[MATERIALS PROVIDED]
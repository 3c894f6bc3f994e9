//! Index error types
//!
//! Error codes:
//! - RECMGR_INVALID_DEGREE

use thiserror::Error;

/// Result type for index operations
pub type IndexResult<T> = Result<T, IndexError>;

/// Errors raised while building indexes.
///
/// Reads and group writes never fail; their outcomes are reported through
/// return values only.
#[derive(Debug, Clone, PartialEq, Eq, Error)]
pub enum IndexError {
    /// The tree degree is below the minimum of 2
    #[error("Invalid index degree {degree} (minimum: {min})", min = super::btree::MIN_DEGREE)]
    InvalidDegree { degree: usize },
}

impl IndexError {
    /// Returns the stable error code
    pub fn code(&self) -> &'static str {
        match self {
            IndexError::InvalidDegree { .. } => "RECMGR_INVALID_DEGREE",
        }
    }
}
[/MATERIALS PROVIDED]
[MATERIALS PROVIDED]
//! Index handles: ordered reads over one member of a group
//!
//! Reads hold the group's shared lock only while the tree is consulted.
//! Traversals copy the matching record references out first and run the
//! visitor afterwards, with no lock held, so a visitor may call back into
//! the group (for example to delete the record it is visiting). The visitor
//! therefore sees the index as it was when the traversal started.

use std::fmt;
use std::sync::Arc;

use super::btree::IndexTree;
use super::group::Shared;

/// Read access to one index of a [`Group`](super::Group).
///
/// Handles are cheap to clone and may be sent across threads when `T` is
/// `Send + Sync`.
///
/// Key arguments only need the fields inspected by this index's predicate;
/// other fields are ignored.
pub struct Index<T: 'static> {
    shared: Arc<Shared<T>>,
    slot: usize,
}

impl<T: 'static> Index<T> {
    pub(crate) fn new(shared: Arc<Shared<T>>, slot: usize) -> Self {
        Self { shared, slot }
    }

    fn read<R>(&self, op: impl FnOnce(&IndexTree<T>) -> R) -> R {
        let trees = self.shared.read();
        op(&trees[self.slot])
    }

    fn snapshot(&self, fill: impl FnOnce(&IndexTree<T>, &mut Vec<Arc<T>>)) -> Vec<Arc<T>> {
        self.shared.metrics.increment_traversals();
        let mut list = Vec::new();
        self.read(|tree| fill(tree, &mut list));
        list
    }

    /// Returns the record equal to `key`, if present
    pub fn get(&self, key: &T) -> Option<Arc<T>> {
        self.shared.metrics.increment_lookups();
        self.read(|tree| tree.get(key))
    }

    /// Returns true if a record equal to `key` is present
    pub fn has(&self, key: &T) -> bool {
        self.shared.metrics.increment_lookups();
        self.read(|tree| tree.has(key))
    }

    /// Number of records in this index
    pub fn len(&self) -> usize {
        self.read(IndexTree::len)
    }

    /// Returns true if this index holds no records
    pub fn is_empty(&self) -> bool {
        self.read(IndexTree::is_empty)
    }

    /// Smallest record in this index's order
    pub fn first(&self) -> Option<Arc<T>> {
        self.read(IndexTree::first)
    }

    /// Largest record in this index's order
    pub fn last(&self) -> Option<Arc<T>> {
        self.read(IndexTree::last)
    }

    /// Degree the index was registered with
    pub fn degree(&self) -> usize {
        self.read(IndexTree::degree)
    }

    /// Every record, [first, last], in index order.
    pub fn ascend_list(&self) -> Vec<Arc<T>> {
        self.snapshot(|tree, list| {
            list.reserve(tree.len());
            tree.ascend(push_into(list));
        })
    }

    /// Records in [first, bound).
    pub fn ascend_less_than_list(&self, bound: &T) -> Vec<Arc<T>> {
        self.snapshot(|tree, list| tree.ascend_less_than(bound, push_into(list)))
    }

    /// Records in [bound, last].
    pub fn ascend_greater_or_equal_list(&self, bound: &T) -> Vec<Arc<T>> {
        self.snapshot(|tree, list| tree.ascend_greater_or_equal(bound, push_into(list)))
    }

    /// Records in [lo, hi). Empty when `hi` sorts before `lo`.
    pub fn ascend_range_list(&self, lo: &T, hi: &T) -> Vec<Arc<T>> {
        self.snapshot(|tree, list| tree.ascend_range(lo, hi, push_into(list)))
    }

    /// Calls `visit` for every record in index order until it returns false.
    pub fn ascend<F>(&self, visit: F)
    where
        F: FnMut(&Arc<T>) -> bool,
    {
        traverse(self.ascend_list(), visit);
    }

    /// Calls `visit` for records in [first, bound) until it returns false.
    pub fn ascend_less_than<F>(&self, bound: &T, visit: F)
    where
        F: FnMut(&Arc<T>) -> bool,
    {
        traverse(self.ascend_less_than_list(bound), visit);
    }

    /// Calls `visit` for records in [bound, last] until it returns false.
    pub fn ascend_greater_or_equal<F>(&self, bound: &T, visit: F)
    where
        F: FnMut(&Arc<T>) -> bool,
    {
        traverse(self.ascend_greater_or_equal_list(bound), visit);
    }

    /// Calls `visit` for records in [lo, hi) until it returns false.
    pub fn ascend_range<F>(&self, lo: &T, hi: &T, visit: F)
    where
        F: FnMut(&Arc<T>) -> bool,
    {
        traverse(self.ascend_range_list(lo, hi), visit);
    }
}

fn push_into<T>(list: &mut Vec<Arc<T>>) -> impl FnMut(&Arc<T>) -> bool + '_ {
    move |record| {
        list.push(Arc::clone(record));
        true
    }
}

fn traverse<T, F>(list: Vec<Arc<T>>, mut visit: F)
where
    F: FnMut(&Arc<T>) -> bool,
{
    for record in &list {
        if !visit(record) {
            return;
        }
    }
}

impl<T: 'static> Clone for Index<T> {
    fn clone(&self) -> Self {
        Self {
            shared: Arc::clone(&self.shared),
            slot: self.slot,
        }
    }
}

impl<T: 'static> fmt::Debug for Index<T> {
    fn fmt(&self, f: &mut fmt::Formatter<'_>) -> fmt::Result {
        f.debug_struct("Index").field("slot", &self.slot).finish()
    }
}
[/MATERIALS PROVIDED]
> _WORK REQUIRED_
Each line of the data above that contains the string "Result" should be counted; give only the total.

> _SOLUTION TO THE EXERCISE_
3